DATA FOR ANALYSIS -
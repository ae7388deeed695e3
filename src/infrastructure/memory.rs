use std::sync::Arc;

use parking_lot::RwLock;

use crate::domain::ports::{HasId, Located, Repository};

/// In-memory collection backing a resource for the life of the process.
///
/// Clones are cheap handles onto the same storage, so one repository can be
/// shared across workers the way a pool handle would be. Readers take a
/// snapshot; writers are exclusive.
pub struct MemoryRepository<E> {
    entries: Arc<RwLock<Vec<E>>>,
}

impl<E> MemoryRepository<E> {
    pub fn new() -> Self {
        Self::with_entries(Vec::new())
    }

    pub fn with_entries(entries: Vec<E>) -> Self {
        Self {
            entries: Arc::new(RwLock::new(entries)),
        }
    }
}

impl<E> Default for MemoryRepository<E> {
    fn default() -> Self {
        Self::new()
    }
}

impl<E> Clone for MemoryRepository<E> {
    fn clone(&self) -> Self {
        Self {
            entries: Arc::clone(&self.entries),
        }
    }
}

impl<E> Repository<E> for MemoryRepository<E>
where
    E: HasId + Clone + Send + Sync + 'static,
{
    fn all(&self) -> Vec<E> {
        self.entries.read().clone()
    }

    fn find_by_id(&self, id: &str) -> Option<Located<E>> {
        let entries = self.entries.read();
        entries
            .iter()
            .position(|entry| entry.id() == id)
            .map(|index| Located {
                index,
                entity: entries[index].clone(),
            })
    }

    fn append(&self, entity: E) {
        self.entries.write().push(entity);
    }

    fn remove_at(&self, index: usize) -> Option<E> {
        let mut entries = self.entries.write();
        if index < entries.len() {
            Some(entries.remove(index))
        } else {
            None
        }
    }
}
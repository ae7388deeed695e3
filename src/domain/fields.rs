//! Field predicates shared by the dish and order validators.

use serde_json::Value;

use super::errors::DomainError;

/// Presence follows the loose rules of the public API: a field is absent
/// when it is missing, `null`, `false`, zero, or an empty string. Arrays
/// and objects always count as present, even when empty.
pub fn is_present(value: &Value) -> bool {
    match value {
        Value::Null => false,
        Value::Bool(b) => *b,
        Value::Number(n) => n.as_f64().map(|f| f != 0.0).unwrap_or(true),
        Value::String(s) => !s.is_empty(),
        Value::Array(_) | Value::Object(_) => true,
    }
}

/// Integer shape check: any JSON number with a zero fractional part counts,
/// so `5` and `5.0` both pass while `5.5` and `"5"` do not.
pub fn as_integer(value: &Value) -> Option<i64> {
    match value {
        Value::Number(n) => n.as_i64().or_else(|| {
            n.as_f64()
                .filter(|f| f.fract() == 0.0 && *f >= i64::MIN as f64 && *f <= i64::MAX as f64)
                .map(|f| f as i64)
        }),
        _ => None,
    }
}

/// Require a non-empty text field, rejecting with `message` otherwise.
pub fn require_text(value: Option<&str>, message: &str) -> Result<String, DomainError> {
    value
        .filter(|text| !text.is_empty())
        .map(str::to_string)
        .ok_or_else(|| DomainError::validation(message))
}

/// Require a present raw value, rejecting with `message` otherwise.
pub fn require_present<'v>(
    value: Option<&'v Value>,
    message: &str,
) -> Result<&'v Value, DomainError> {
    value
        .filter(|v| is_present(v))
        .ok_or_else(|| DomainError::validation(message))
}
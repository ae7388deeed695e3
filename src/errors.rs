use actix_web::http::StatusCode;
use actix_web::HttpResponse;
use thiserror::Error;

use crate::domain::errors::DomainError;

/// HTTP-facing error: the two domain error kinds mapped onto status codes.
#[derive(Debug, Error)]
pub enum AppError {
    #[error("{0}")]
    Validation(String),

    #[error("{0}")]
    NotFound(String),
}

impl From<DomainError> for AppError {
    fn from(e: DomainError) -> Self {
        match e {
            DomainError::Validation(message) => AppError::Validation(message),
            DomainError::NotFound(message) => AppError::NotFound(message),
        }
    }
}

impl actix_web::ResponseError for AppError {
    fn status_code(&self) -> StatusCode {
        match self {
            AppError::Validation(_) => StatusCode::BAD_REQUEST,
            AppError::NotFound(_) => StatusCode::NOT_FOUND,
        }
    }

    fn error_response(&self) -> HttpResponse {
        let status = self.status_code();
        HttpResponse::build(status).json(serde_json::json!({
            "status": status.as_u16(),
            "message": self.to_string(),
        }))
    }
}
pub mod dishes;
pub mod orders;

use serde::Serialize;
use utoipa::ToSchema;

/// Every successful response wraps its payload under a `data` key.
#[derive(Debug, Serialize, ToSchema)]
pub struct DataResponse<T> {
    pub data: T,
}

...

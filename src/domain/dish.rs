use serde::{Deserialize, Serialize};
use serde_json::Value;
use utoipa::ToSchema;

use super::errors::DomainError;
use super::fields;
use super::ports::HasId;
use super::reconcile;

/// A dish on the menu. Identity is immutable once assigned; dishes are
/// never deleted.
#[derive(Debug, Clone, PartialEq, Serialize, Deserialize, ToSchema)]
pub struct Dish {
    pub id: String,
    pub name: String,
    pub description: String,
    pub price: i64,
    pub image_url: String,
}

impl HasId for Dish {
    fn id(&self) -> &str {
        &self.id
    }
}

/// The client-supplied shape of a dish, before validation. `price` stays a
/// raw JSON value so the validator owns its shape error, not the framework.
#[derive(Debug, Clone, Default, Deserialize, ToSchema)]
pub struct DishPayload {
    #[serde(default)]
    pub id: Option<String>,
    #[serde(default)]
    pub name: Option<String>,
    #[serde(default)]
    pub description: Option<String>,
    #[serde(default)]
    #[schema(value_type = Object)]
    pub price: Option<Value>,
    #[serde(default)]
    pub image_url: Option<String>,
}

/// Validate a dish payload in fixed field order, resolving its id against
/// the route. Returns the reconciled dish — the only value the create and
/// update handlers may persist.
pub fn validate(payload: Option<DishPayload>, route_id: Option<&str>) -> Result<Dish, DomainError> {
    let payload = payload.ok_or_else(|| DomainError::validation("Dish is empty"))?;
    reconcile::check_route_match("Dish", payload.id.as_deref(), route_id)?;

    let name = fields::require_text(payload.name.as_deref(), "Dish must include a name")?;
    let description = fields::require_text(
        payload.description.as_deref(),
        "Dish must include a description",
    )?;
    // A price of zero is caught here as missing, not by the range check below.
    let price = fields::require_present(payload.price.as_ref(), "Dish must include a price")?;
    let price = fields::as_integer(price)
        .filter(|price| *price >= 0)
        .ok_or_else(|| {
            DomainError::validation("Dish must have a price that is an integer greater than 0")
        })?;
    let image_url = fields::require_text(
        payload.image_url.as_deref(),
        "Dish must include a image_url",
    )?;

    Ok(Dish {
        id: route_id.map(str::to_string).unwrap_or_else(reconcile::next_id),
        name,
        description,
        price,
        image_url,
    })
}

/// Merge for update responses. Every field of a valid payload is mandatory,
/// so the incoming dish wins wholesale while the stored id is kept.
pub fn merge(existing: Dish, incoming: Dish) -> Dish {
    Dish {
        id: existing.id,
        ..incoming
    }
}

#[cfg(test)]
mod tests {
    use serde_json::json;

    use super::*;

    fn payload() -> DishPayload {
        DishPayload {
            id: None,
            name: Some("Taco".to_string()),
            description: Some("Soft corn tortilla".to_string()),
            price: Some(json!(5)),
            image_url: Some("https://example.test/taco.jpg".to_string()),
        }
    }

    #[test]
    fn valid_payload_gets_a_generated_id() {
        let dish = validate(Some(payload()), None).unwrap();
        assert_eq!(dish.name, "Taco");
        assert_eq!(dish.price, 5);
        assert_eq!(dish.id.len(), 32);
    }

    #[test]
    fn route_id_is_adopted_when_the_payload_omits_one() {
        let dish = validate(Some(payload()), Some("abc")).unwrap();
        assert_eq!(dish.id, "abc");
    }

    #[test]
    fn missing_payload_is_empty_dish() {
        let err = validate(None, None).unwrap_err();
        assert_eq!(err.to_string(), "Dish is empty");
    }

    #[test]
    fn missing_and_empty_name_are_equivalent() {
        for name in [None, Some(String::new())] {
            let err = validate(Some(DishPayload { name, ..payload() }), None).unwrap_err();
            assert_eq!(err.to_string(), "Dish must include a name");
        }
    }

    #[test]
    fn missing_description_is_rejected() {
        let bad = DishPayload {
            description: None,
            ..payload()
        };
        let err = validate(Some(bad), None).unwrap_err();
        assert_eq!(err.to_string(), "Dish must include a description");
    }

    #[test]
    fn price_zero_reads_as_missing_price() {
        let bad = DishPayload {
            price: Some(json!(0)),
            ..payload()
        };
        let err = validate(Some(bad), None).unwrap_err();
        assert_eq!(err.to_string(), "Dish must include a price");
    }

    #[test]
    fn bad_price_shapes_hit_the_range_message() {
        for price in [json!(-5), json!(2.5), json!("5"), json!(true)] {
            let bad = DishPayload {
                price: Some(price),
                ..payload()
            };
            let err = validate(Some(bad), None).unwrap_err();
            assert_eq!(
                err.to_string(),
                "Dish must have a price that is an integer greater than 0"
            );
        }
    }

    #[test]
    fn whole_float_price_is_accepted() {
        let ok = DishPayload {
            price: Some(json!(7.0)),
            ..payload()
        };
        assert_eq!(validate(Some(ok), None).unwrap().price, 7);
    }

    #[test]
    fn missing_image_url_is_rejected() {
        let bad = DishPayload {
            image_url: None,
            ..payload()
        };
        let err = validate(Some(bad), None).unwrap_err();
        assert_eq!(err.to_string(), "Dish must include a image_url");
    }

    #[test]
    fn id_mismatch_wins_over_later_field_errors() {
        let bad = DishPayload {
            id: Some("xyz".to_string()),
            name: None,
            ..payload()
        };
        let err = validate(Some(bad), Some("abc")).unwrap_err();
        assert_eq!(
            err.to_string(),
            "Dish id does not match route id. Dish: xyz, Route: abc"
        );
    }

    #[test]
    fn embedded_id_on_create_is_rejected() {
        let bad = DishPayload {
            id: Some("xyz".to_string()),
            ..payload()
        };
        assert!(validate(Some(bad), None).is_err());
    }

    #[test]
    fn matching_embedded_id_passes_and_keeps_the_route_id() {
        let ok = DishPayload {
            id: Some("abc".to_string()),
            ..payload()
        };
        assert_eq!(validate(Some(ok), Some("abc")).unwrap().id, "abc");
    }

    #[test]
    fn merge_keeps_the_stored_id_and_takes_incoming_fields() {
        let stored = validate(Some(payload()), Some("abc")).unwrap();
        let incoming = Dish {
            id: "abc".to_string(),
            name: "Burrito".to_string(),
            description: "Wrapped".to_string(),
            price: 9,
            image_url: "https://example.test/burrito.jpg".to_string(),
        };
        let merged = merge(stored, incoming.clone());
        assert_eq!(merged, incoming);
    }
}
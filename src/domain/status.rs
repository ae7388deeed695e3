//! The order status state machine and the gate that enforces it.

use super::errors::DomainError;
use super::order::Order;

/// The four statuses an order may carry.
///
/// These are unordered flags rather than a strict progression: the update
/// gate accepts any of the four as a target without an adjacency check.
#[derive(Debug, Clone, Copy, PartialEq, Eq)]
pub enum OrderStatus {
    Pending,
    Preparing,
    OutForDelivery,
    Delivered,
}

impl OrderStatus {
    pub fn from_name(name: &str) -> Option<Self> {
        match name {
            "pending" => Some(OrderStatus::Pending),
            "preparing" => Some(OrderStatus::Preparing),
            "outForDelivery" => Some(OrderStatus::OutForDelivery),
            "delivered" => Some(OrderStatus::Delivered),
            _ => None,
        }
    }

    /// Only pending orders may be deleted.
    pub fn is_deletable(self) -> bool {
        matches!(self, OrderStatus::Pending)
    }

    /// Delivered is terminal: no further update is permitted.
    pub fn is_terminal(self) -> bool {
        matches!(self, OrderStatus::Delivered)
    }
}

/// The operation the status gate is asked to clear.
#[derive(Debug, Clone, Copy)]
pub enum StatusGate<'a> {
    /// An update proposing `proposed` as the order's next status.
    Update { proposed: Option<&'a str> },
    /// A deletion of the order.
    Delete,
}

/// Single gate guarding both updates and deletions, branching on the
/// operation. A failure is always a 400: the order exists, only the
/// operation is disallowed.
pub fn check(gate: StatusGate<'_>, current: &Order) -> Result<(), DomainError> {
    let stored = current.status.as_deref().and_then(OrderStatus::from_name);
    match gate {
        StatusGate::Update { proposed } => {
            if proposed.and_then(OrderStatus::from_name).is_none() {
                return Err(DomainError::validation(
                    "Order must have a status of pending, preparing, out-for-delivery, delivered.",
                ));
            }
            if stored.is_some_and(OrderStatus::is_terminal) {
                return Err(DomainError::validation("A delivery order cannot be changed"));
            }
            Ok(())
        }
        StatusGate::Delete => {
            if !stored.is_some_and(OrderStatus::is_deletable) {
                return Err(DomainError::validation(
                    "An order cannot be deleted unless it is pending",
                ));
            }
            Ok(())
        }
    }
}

EXERCISE - Look above for the line containing "use super::reconcile;" and the line containing "The client-supplied shape". Transcribe both, with the lines between them, exactly.

RESPONSE -
use super::reconcile;

/// A dish on the menu. Identity is immutable once assigned; dishes are
/// never deleted.
#[derive(Debug, Clone, PartialEq, Serialize, Deserialize, ToSchema)]
pub struct Dish {
    pub id: String,
    pub name: String,
    pub description: String,
    pub price: i64,
    pub image_url: String,
}

impl HasId for Dish {
    fn id(&self) -> &str {
        &self.id
    }
}

/// The client-supplied shape of a dish, before validation. `price` stays a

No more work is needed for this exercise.